++++ Information ++++

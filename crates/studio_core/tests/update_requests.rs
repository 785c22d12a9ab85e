use std::sync::Once;

use pretty_assertions::assert_eq;
use studio_core::{
    update, video_status_message, AppState, Effect, JobSpec, Msg, Stage, ToolKind, ToolResult,
    ToolStatus, HISTORY_LIMIT,
};

fn init_logging() {
    static INIT: Once = Once::new();
    INIT.call_once(engine_logging::initialize_for_tests);
}

fn image_job(prompt: &str) -> JobSpec {
    JobSpec::Images {
        prompt: prompt.to_string(),
        style: None,
        negative_prompt: None,
        count: 1,
        aspect_ratio: "1:1".to_string(),
    }
}

fn bulk_job() -> JobSpec {
    JobSpec::Bulk {
        script: "Scene one. Scene two.".to_string(),
        style: "cinematic".to_string(),
        aspect_ratio: "16:9".to_string(),
    }
}

fn run_id(effects: &[Effect]) -> u64 {
    effects
        .iter()
        .find_map(|effect| match effect {
            Effect::Run { request_id, .. } => Some(*request_id),
            _ => None,
        })
        .expect("run effect")
}

#[test]
fn blank_input_sets_notice_without_effects() {
    init_logging();
    let (mut state, effects) = update(AppState::new(), Msg::ToolRequested(image_job("   ")));

    assert!(effects.is_empty());
    let view = state.view();
    assert_eq!(view.notice.as_deref(), Some("Image generator needs a prompt"));
    assert_eq!(view.running, 0);
    assert!(state.consume_dirty());
    assert!(!state.consume_dirty());
}

#[test]
fn request_ids_increase_and_run_effect_carries_job() {
    init_logging();
    let (state, first) = update(AppState::new(), Msg::ToolRequested(image_job("a fox")));
    let (state, second) = update(
        state,
        Msg::ToolRequested(JobSpec::Script {
            topic: "foxes".to_string(),
        }),
    );

    assert_eq!(
        first,
        vec![Effect::Run {
            request_id: 1,
            job: image_job("a fox"),
        }]
    );
    assert_eq!(run_id(&second), 2);
    assert_eq!(state.view().running, 2);
}

#[test]
fn newer_request_cancels_and_outdates_the_older_one() {
    init_logging();
    let (state, first) = update(AppState::new(), Msg::ToolRequested(image_job("first")));
    let old = run_id(&first);
    let (state, second) = update(state, Msg::ToolRequested(image_job("second")));
    let new = run_id(&second);

    assert_eq!(second[0], Effect::Cancel { request_id: old });

    // The older request finishing late must not overwrite the newer result.
    let (state, _) = update(
        state,
        Msg::JobDone {
            request_id: old,
            result: Ok(ToolResult::Images(vec!["old.jpg".to_string()])),
        },
    );
    let view = state.view();
    let images = view.tool(ToolKind::Images).unwrap();
    assert_eq!(images.status, ToolStatus::Running);
    assert_eq!(images.result, None);
    assert!(view.history.is_empty());

    let (state, _) = update(
        state,
        Msg::JobDone {
            request_id: new,
            result: Ok(ToolResult::Images(vec!["new.jpg".to_string()])),
        },
    );
    let view = state.view();
    assert_eq!(view.tool(ToolKind::Images).unwrap().status, ToolStatus::Done);
    assert_eq!(view.history, vec!["new.jpg".to_string()]);
}

#[test]
fn finished_request_is_not_cancelled_by_the_next() {
    init_logging();
    let (state, first) = update(AppState::new(), Msg::ToolRequested(image_job("one")));
    let (state, _) = update(
        state,
        Msg::JobDone {
            request_id: run_id(&first),
            result: Err("quota".to_string()),
        },
    );
    let (_, effects) = update(state, Msg::ToolRequested(image_job("two")));
    assert_eq!(effects.len(), 1);
}

#[test]
fn cancel_requested_emits_cancel_and_drops_late_results() {
    init_logging();
    let video = JobSpec::Video {
        prompt: "sunrise".to_string(),
        seed_image: None,
        aspect_ratio: "16:9".to_string(),
    };
    let (state, effects) = update(AppState::new(), Msg::ToolRequested(video));
    let id = run_id(&effects);

    let (state, effects) = update(state, Msg::CancelRequested(ToolKind::Video));
    assert_eq!(effects, vec![Effect::Cancel { request_id: id }]);

    let (state, effects) = update(state, Msg::CancelRequested(ToolKind::Video));
    assert!(effects.is_empty());

    let (state, _) = update(
        state,
        Msg::JobDone {
            request_id: id,
            result: Ok(ToolResult::Media {
                location: "clip.mp4".to_string(),
                mime_type: "video/mp4".to_string(),
            }),
        },
    );
    let view = state.view();
    let tool = view.tool(ToolKind::Video).unwrap();
    assert_eq!(tool.status, ToolStatus::Failed);
    assert_eq!(tool.result, None);
    assert_eq!(view.running, 0);
}

#[test]
fn video_progress_rotates_status_message() {
    init_logging();
    let video = JobSpec::Video {
        prompt: "sunrise".to_string(),
        seed_image: None,
        aspect_ratio: "16:9".to_string(),
    };
    let (state, effects) = update(AppState::new(), Msg::ToolRequested(video));
    let id = run_id(&effects);

    let (state, _) = update(
        state,
        Msg::JobProgress {
            request_id: id,
            stage: Stage::Polling,
            polls: Some(3),
            item: None,
        },
    );
    let view = state.view();
    let tool = view.tool(ToolKind::Video).unwrap();
    assert_eq!(tool.stage, Stage::Polling);
    assert_eq!(tool.polls, Some(3));
    assert_eq!(tool.status_message.as_deref(), Some(video_status_message(3)));
    assert_ne!(video_status_message(3), video_status_message(4));
    assert_eq!(video_status_message(0), video_status_message(6));
}

#[test]
fn bulk_items_render_in_order_and_survive_failure() {
    init_logging();
    let (state, effects) = update(AppState::new(), Msg::ToolRequested(bulk_job()));
    let id = run_id(&effects);

    let (state, _) = update(
        state,
        Msg::BulkPromptsExtracted {
            request_id: id,
            prompts: vec!["dawn".to_string(), "dusk".to_string()],
        },
    );
    let (state, _) = update(state, Msg::BulkItemStarted { request_id: id, index: 0 });
    assert_eq!(
        state.view().tool(ToolKind::Bulk).unwrap().bulk.generating,
        Some(0)
    );
    let (state, _) = update(
        state,
        Msg::BulkItemDone {
            request_id: id,
            index: 0,
            location: "dawn.jpg".to_string(),
        },
    );
    let (state, _) = update(state, Msg::BulkItemStarted { request_id: id, index: 1 });
    let (state, _) = update(
        state,
        Msg::JobDone {
            request_id: id,
            result: Err("generation failed on prompt 2".to_string()),
        },
    );

    let view = state.view();
    let bulk = view.tool(ToolKind::Bulk).unwrap();
    assert_eq!(bulk.status, ToolStatus::Failed);
    assert_eq!(bulk.bulk.generating, None);
    assert_eq!(bulk.bulk.items.len(), 1);
    assert_eq!(bulk.bulk.items[0].prompt, "dawn");
    assert_eq!(bulk.error.as_deref(), Some("generation failed on prompt 2"));
    assert_eq!(view.history, vec!["dawn.jpg".to_string()]);
}

#[test]
fn history_is_capped_and_newest_first() {
    init_logging();
    let mut state = AppState::new();
    for n in 0..(HISTORY_LIMIT + 3) {
        let (next, effects) = update(state, Msg::ToolRequested(image_job("again")));
        let (next, _) = update(
            next,
            Msg::JobDone {
                request_id: run_id(&effects),
                result: Ok(ToolResult::Images(vec![format!("{n}.jpg")])),
            },
        );
        state = next;
    }

    let history = state.view().history;
    assert_eq!(history.len(), HISTORY_LIMIT);
    assert_eq!(history[0], format!("{}.jpg", HISTORY_LIMIT + 2));
    assert_eq!(history[HISTORY_LIMIT - 1], "3.jpg");
}

#[test]
fn follow_up_prompt_runs_thumbnail_job() {
    init_logging();
    let seo = JobSpec::Seo(studio_core::SeoBrief {
        topic: "budget travel".to_string(),
        ..Default::default()
    });
    let (state, effects) = update(AppState::new(), Msg::ToolRequested(seo));
    let (state, _) = update(
        state,
        Msg::JobDone {
            request_id: run_id(&effects),
            result: Ok(ToolResult::Document {
                title: "SEO package".to_string(),
                sections: Vec::new(),
                follow_up_prompts: vec!["shocked face, passport".to_string()],
            }),
        },
    );

    let (state, effects) = update(state, Msg::FollowUpRequested { index: 0 });
    assert_eq!(
        effects,
        vec![Effect::Run {
            request_id: 2,
            job: JobSpec::Thumbnail {
                prompt: "shocked face, passport".to_string(),
            },
        }]
    );

    let (state, effects) = update(state, Msg::FollowUpRequested { index: 5 });
    assert!(effects.is_empty());
    assert!(state.view().notice.is_some());
}
use crate::{JobSpec, Profile, RequestId};

#[derive(Debug, Clone, PartialEq, Eq)]
pub enum Effect {
    /// Start generation for a validated request.
    Run { request_id: RequestId, job: JobSpec },
    /// Abandon an in-flight request; its late results are ignored either way.
    Cancel { request_id: RequestId },
    /// Store the local session (profile and pending referral code).
    PersistSession {
        profile: Option<Profile>,
        referral: Option<String>,
    },
    /// A signed-in user arrived through a referral link.
    AttributeReferral { email: String, referral: String },
}
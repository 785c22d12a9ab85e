use std::future::Future;
use std::sync::Arc;
use std::time::Duration;

use engine_logging::{engine_debug, engine_info, engine_warn};
use tokio_util::sync::CancellationToken;

use crate::artifact::{ArtifactStore, LocalArtifact};
use crate::payload::VideoRequest;
use crate::progress::ProgressSink;
use crate::types::{JobProgress, RequestId, Stage, ToolError};

/// Opaque token for an in-flight remote operation.
///
/// Only ever replaced wholesale by a fresh status query; never edited locally.
#[derive(Debug, Clone, PartialEq, Eq, Default)]
pub struct JobHandle {
    pub name: String,
    pub done: bool,
    pub result_uri: Option<String>,
    pub error: Option<String>,
}

#[derive(Debug, Clone, PartialEq, Eq)]
pub struct DownloadedMedia {
    pub bytes: Vec<u8>,
    pub mime_type: String,
}

#[derive(Debug, Clone, PartialEq, Eq)]
pub struct PollSettings {
    /// Fixed delay between status queries. No backoff is applied.
    pub interval: Duration,
}

impl Default for PollSettings {
    fn default() -> Self {
        Self {
            interval: Duration::from_secs(10),
        }
    }
}

#[async_trait::async_trait]
pub trait OperationApi: Send + Sync {
    async fn submit(&self, request: &VideoRequest) -> Result<JobHandle, ToolError>;

    async fn refresh(&self, handle: &JobHandle) -> Result<JobHandle, ToolError>;

    async fn download(&self, uri: &str) -> Result<DownloadedMedia, ToolError>;
}

/// Turns submit-then-poll into a single "generate and wait" call.
pub struct JobPoller {
    api: Arc<dyn OperationApi>,
    store: ArtifactStore,
    settings: PollSettings,
}

impl JobPoller {
    pub fn new(api: Arc<dyn OperationApi>, store: ArtifactStore, settings: PollSettings) -> Self {
        Self {
            api,
            store,
            settings,
        }
    }

    /// Submits `request` and polls until the job is terminal.
    ///
    /// There is no iteration cap; the loop only ends on a terminal handle, an
    /// error, or `cancel`. A cancelled job never downloads or materializes.
    pub async fn run_job(
        &self,
        request_id: RequestId,
        request: &VideoRequest,
        cancel: &CancellationToken,
        sink: &dyn ProgressSink,
    ) -> Result<LocalArtifact, ToolError> {
        sink.progress(JobProgress::stage(request_id, Stage::Submitting));
        let mut handle = until_cancelled(cancel, self.api.submit(request)).await?;
        engine_info!("Job {} submitted as {}", request_id, handle.name);

        let mut polls: u32 = 0;
        while !handle.done {
            tokio::select! {
                biased;
                _ = cancel.cancelled() => return Err(ToolError::cancelled()),
                _ = tokio::time::sleep(self.settings.interval) => {}
            }
            handle = until_cancelled(cancel, self.api.refresh(&handle)).await?;
            polls += 1;
            engine_debug!(
                "Job {} poll {} done={}",
                request_id,
                polls,
                handle.done
            );
            sink.progress(JobProgress {
                polls: Some(polls),
                ..JobProgress::stage(request_id, Stage::Polling)
            });
        }

        if let Some(message) = handle.error {
            engine_warn!("Job {} ended in error: {}", request_id, message);
            return Err(ToolError::job_failed(message));
        }
        let uri = handle
            .result_uri
            .ok_or_else(|| ToolError::job_failed("job finished without a result reference"))?;

        sink.progress(JobProgress::stage(request_id, Stage::Downloading));
        let media = until_cancelled(cancel, self.api.download(&uri)).await?;
        let artifact = self.store.materialize(&media.bytes, &media.mime_type)?;
        sink.progress(JobProgress::stage(request_id, Stage::Done));
        Ok(artifact)
    }
}

/// Races `future` against `cancel`; cancellation wins ties.
pub(crate) async fn until_cancelled<T>(
    cancel: &CancellationToken,
    future: impl Future<Output = Result<T, ToolError>>,
) -> Result<T, ToolError> {
    tokio::select! {
        biased;
        _ = cancel.cancelled() => Err(ToolError::cancelled()),
        result = future => result,
    }
}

++++

Problem requirements: With "face" as the string to find, copy every line of the records that holds it.

Problem solution:
                follow_up_prompts: vec!["shocked face, passport".to_string()],
                prompt: "shocked face, passport".to_string(),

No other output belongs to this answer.